[Dataset content]:
#[cfg(test)]
mod test {
    use super::*;
    use crate::{arm::DecodedInst, test_util::TestBus};

    /// A CPU in supervisor mode with PC as if executing at 0x100.
    fn cpu() -> Cpu<TestBus> {
        let mut cpu = Cpu::new(TestBus::default());
        cpu.pending = crate::Exceptions::empty();
        cpu.regs.set_mode(Mode::Supervisor);
        cpu.regs.set_pc(Address(0x108));
        cpu
    }

    fn run(cpu: &mut Cpu<TestBus>, inst: u32) -> Handled {
        let decoded = crate::arm::decode(inst, cpu.regs.pc().0)?;
        cpu.current = decoded.inst;
        decoded.inst.visit(decoded.op, cpu)
    }

    fn reg(r: u16) -> Register {
        Register(r)
    }

    #[test]
    fn branch_forward_and_back() {
        let mut cpu = cpu();
        // b #+0x10
        assert_eq!(run(&mut cpu, 0xEA00_0004), Ok(Flow::Flushed));
        assert_eq!(cpu.regs.pc(), Address(0x118));
        assert_eq!(cpu.pipeline_len(), 0);

        // bl #-8 (branch to self)
        cpu.regs.set_pc(Address(0x208));
        assert_eq!(run(&mut cpu, 0xEBFF_FFFE), Ok(Flow::Flushed));
        assert_eq!(cpu.regs.pc(), Address(0x200));
        assert_eq!(cpu.regs[Register::LR], 0x204);
    }

    #[test]
    fn add_sets_all_flags() {
        let mut cpu = cpu();
        cpu.regs.set(reg(1), 0xFFFF_FFFF);
        cpu.regs.set(reg(2), 1);
        // adds r0, r1, r2
        assert_eq!(run(&mut cpu, 0xE091_0002), Ok(Flow::Sequential));
        assert_eq!(cpu.regs[reg(0)], 0);
        assert!(cpu.regs.is_flag(Carry));
        assert!(cpu.regs.is_flag(Zero));
        assert!(!cpu.regs.is_flag(Overflow));
        assert!(!cpu.regs.is_flag(Neg));
    }

    #[test]
    fn sub_and_rsb_operand_order() {
        let mut cpu = cpu();
        cpu.regs.set(reg(1), 10);
        // sub r0, r1, #3
        run(&mut cpu, 0xE241_0003).unwrap();
        assert_eq!(cpu.regs[reg(0)], 7);
        // rsb r0, r1, #3
        run(&mut cpu, 0xE261_0003).unwrap();
        assert_eq!(cpu.regs[reg(0)], (-7i32) as u32);
    }

    #[test]
    fn compare_without_s_is_integrity_fault() {
        let mut cpu = cpu();
        // cmp r1, r2 with S clear
        let fault = run(&mut cpu, 0xE141_0002).unwrap_err();
        assert!(fault.is_integrity());
        assert_eq!(
            fault,
            Fault::Integrity(IntegrityFault::CompareWithoutFlags {
                inst: 0xE141_0002,
                pc: 0x108
            })
        );
    }

    #[test]
    fn every_compare_needs_s() {
        let mut cpu = cpu();
        // tst / teq / cmn r1, r2 with S clear
        for inst in [0xE101_0002, 0xE121_0002, 0xE161_0002] {
            assert_eq!(
                run(&mut cpu, inst),
                Err(Fault::Integrity(IntegrityFault::CompareWithoutFlags { inst, pc: 0x108 }))
            );
        }
        // tst r1, #1 with S clear
        assert!(run(&mut cpu, 0xE301_0001).unwrap_err().is_integrity());
    }

    #[test]
    fn misdecoded_register_shift() {
        let mut cpu = cpu();
        let fault = cpu.visit_as(0xE001_0092, Op::DataProcessing(ArmAluOp::And));
        assert!(fault.unwrap_err().is_integrity());
    }

    #[test]
    fn immediate_rotation_sets_carry() {
        let mut cpu = cpu();
        // movs r0, #0x80000000 (0x02 ror 2)
        run(&mut cpu, 0xE3B0_0102).unwrap();
        assert_eq!(cpu.regs[reg(0)], 0x8000_0000);
        assert!(cpu.regs.is_flag(Carry));
        assert!(cpu.regs.is_flag(Neg));

        // movs r0, #1 leaves carry alone
        run(&mut cpu, 0xE3B0_0001).unwrap();
        assert!(cpu.regs.is_flag(Carry));
    }

    #[test]
    fn shift_by_register() {
        let mut cpu = cpu();
        cpu.regs.set(reg(1), 0x8000_0001);
        cpu.regs.set(reg(2), 0x100);
        // movs r0, r1, lsl r2 (amount 0 after masking: no-op)
        run(&mut cpu, 0xE1B0_0211).unwrap();
        assert_eq!(cpu.regs[reg(0)], 0x8000_0001);
        assert!(!cpu.regs.is_flag(Carry));

        cpu.regs.set(reg(2), 1);
        run(&mut cpu, 0xE1B0_0211).unwrap();
        assert_eq!(cpu.regs[reg(0)], 2);
        assert!(cpu.regs.is_flag(Carry));

        // mov r0, pc, lsl r2 sees pc + 12
        cpu.regs.set(reg(2), 0);
        run(&mut cpu, 0xE1A0_021F).unwrap();
        assert_eq!(cpu.regs[reg(0)], 0x10C);
    }

    #[test]
    fn zero_immediate_shifts() {
        let mut cpu = cpu();
        cpu.regs.set(reg(1), 0x1234);
        // mov r0, r1 (lsl #0)
        run(&mut cpu, 0xE1A0_0001).unwrap();
        assert_eq!(cpu.regs[reg(0)], 0x1234);
        // mov r0, r1, lsr #32
        let fault = run(&mut cpu, 0xE1A0_0021).unwrap_err();
        assert_eq!(fault, Fault::unimplemented("shift by 32", 0xE1A0_0021, 0x108));
        // mov r0, r1, rrx
        assert!(run(&mut cpu, 0xE1A0_0061).unwrap_err().is_unimplemented());
    }

    #[test]
    fn alu_write_to_pc_flushes() {
        let mut cpu = cpu();
        cpu.regs.set(reg(14), 0x400);
        // mov pc, lr
        assert_eq!(run(&mut cpu, 0xE1A0_F00E), Ok(Flow::Flushed));
        assert_eq!(cpu.regs.pc(), Address(0x400));
        // movs pc, lr
        assert!(run(&mut cpu, 0xE1B0_F00E).unwrap_err().is_unimplemented());
    }

    #[test]
    fn pc_writes_keep_low_bits() {
        let mut cpu = cpu();
        cpu.regs.set(reg(0), 0x103);
        // mov pc, r0
        assert_eq!(run(&mut cpu, 0xE1A0_F000), Ok(Flow::Flushed));
        assert_eq!(cpu.regs.pc(), Address(0x103));

        // add pc, r0, #1
        assert_eq!(run(&mut cpu, 0xE280_F001), Ok(Flow::Flushed));
        assert_eq!(cpu.regs.pc(), Address(0x104));

        cpu.bus.load(0x800, &[0x202]);
        cpu.regs.set(Register::SP, 0x800);
        // ldmia sp, {pc}
        assert_eq!(run(&mut cpu, 0xE89D_8000), Ok(Flow::Flushed));
        assert_eq!(cpu.regs.pc(), Address(0x202));
    }

    #[test]
    fn logic_keeps_overflow() {
        let mut cpu = cpu();
        cpu.regs.set_flag(Overflow, true);
        cpu.regs.set(reg(1), 0xF0);
        // ands r0, r1, #0x0F
        run(&mut cpu, 0xE211_000F).unwrap();
        assert!(cpu.regs.is_flag(Zero));
        assert!(cpu.regs.is_flag(Overflow));
        // teq r1, #0xF0
        run(&mut cpu, 0xE331_00F0).unwrap();
        assert!(cpu.regs.is_flag(Zero));
    }

    #[test]
    fn carry_ops() {
        let mut cpu = cpu();
        cpu.regs.set_flag(Carry, true);
        cpu.regs.set(reg(1), 5);
        // adc r0, r1, #1
        run(&mut cpu, 0xE2A1_0001).unwrap();
        assert_eq!(cpu.regs[reg(0)], 7);
        // sbc r0, r1, #1
        run(&mut cpu, 0xE2C1_0001).unwrap();
        assert_eq!(cpu.regs[reg(0)], 4);
        // rsc r0, r1, #10
        run(&mut cpu, 0xE2E1_000A).unwrap();
        assert_eq!(cpu.regs[reg(0)], 5);
    }

    #[test]
    fn multiply() {
        let mut cpu = cpu();
        cpu.regs.set(reg(1), 6);
        cpu.regs.set(reg(2), 7);
        cpu.regs.set(reg(3), 100);
        cpu.regs.set_flag(Carry, true);
        cpu.regs.set_flag(Overflow, true);
        // muls r0, r1, r2
        run(&mut cpu, 0xE010_0291).unwrap();
        assert_eq!(cpu.regs[reg(0)], 42);
        assert!(!cpu.regs.is_flag(Carry));
        assert!(cpu.regs.is_flag(Overflow));
        // mla r0, r1, r2, r3
        run(&mut cpu, 0xE020_3291).unwrap();
        assert_eq!(cpu.regs[reg(0)], 142);

        // mul r1, r1, r2
        assert!(run(&mut cpu, 0xE001_0291).unwrap_err().is_unimplemented());
        // mul r0, pc, r2
        assert!(run(&mut cpu, 0xE000_029F).unwrap_err().is_unimplemented());
        // mul r0, r1, r2 with the unused rn field set to pc
        assert!(run(&mut cpu, 0xE000_F291).unwrap_err().is_unimplemented());
        // mla r0, r1, r2, pc
        assert!(run(&mut cpu, 0xE020_F291).unwrap_err().is_unimplemented());
    }

    #[test]
    fn status_register_moves() {
        let mut cpu = cpu();
        // msr cpsr_f, #0xF0000000
        run(&mut cpu, 0xE328_F20F).unwrap();
        assert_eq!(cpu.regs.cpsr() >> 28, 0xF);
        // mrs r0, cpsr
        run(&mut cpu, 0xE10F_0000).unwrap();
        assert_eq!(cpu.regs[reg(0)], 0xF000_0013);

        // msr cpsr_c, r1 switches to IRQ mode
        cpu.regs.set(reg(1), 0x92);
        run(&mut cpu, 0xE121_F001).unwrap();
        assert_eq!(cpu.regs.mode(), Mode::Irq);
        assert_eq!(cpu.regs.cpsr(), 0xF000_0092);

        // msr spsr_fc, r1; mrs r2, spsr
        cpu.regs.set(reg(1), 0x1F);
        run(&mut cpu, 0xE169_F001).unwrap();
        run(&mut cpu, 0xE14F_2000).unwrap();
        assert_eq!(cpu.regs[reg(2)], 0x1F);

        // invalid mode bits
        cpu.regs.set(reg(1), 0x15);
        assert!(run(&mut cpu, 0xE121_F001).unwrap_err().is_unimplemented());
    }

    #[test]
    fn user_mode_cannot_change_control() {
        let mut cpu = cpu();
        cpu.regs.set_mode(Mode::User);
        cpu.regs.set(reg(1), 0xF000_00D3);
        // msr cpsr_fc, r1
        run(&mut cpu, 0xE129_F001).unwrap();
        assert_eq!(cpu.regs.mode(), Mode::User);
        assert_eq!(cpu.regs.cpsr(), 0xF000_0010);

        // mrs r0, spsr
        let fault = run(&mut cpu, 0xE14F_0000).unwrap_err();
        assert!(fault.is_integrity());
    }

    #[test]
    fn single_transfers() {
        let mut cpu = cpu();
        cpu.bus.load(0x800, &[0x1122_3344]);
        cpu.regs.set(reg(1), 0x7FC);

        // ldr r0, [r1, #4]!
        run(&mut cpu, 0xE5B1_0004).unwrap();
        assert_eq!(cpu.regs[reg(0)], 0x1122_3344);
        assert_eq!(cpu.regs[reg(1)], 0x800);

        // ldrb r0, [r1], #1
        run(&mut cpu, 0xE4D1_0001).unwrap();
        assert_eq!(cpu.regs[reg(0)], 0x44);
        assert_eq!(cpu.regs[reg(1)], 0x801);

        // str r0, [r1, -r2, lsl #2]
        cpu.regs.set(reg(2), 1);
        cpu.regs.set(reg(0), 0xCAFE_BABE);
        cpu.regs.set(reg(1), 0x904);
        run(&mut cpu, 0xE701_0102).unwrap();
        assert_eq!(cpu.bus.word(0x900), 0xCAFE_BABE);
        assert_eq!(cpu.regs[reg(1)], 0x904);

        // strb r0, [r1]
        run(&mut cpu, 0xE5C1_0000).unwrap();
        assert_eq!(cpu.bus.word(0x904), 0xBE);
    }

    #[test]
    fn load_into_base_keeps_loaded_value() {
        let mut cpu = cpu();
        cpu.bus.load(0x800, &[0x55]);
        cpu.regs.set(reg(1), 0x800);
        // ldr r1, [r1], #4
        run(&mut cpu, 0xE491_1004).unwrap();
        assert_eq!(cpu.regs[reg(1)], 0x55);
    }

    #[test]
    fn single_transfer_corner_cases() {
        let mut cpu = cpu();
        cpu.regs.set(reg(1), 0x800);
        // ldr pc, [r1]
        assert!(run(&mut cpu, 0xE591_F000).unwrap_err().is_unimplemented());
        // ldr r0, [r1, r2, lsl r3]
        assert!(run(&mut cpu, 0xE791_0312).unwrap_err().is_unimplemented());
        // ldrt r0, [r1], #4
        assert!(run(&mut cpu, 0xE4B1_0004).unwrap_err().is_unimplemented());
        // ldr r0, [pc], #4
        assert!(run(&mut cpu, 0xE49F_0004).unwrap_err().is_unimplemented());
        // ldr r0, [pc, #4] is fine
        cpu.bus.load(0x10C, &[0xAB]);
        run(&mut cpu, 0xE59F_0004).unwrap();
        assert_eq!(cpu.regs[reg(0)], 0xAB);
    }

    #[test]
    fn out_of_bounds_is_bus_fault() {
        let mut cpu = cpu();
        cpu.regs.set(reg(1), 0x0100_0000);
        let fault = run(&mut cpu, 0xE591_0000).unwrap_err();
        assert!(matches!(fault, Fault::Bus(b) if b.addr == 0x0100_0000 && b.len == 4));
    }

    #[test]
    fn block_transfers() {
        let mut cpu = cpu();
        for r in 0..4 {
            cpu.regs.set(reg(r), r as u32 + 1);
        }
        cpu.regs.set(Register::SP, 0x800);
        // stmdb sp!, {r0-r3, pc}
        run(&mut cpu, 0xE92D_800F).unwrap();
        assert_eq!(cpu.regs[Register::SP], 0x7EC);
        assert_eq!(cpu.bus.word(0x7EC), 1);
        assert_eq!(cpu.bus.word(0x7F8), 4);
        assert_eq!(cpu.bus.word(0x7FC), 0x10C);

        // ldmia sp!, {r4-r7}
        run(&mut cpu, 0xE8BD_00F0).unwrap();
        assert_eq!(cpu.regs[reg(4)], 1);
        assert_eq!(cpu.regs[reg(7)], 4);
        assert_eq!(cpu.regs[Register::SP], 0x7FC);

        // ldmib r8, {r0} / ldmda r8, {r0}
        cpu.regs.set(reg(8), 0x7F4);
        run(&mut cpu, 0xE998_0001).unwrap();
        assert_eq!(cpu.regs[reg(0)], 4);
        run(&mut cpu, 0xE818_0001).unwrap();
        assert_eq!(cpu.regs[reg(0)], 3);

        // ldmia sp, {pc}
        assert_eq!(run(&mut cpu, 0xE89D_8000), Ok(Flow::Flushed));
        assert_eq!(cpu.regs.pc(), Address(0x10C));
    }

    #[test]
    fn block_transfer_corner_cases() {
        let mut cpu = cpu();
        cpu.regs.set(Register::SP, 0x800);
        // ldmia sp, {}
        let fault = run(&mut cpu, 0xE89D_0000).unwrap_err();
        assert!(fault.is_unimplemented());
        // ldmia sp!, {r0, sp}
        assert!(run(&mut cpu, 0xE8BD_2001).unwrap_err().is_unimplemented());
        // ldmia sp, {r0}^
        assert!(run(&mut cpu, 0xE8DD_0001).unwrap_err().is_unimplemented());
        // ldmia pc, {r0}
        assert!(run(&mut cpu, 0xE89F_0001).unwrap_err().is_unimplemented());
    }

    #[test]
    fn swi_is_serviced_later() {
        let mut cpu = cpu();
        assert_eq!(run(&mut cpu, 0xEF00_0000), Ok(Flow::Sequential));
        assert!(cpu.pending_exceptions().contains(crate::Exceptions::SWI));
        assert_eq!(cpu.regs.mode(), Mode::Supervisor);
    }

    #[test]
    fn halfword_is_unimplemented() {
        let mut cpu = cpu();
        assert!(run(&mut cpu, 0xE1D1_00B0).unwrap_err().is_unimplemented());
    }

    impl Cpu<TestBus> {
        fn visit_as(&mut self, inst: u32, op: Op) -> Handled {
            let inst = DecodedInst {
                inst: ArmInst::of(inst),
                cond: crate::condition::Condition::Al,
                op,
                cycles: 3,
            };
            self.current = inst.inst;
            inst.inst.visit(inst.op, self)
        }
    }
}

[Exercise directions]:
Among the lines above, return each one holding the string "TestBus".

[Exercise response]:
    use crate::{arm::DecodedInst, test_util::TestBus};
    fn cpu() -> Cpu<TestBus> {
        let mut cpu = Cpu::new(TestBus::default());
    fn run(cpu: &mut Cpu<TestBus>, inst: u32) -> Handled {
    impl Cpu<TestBus> {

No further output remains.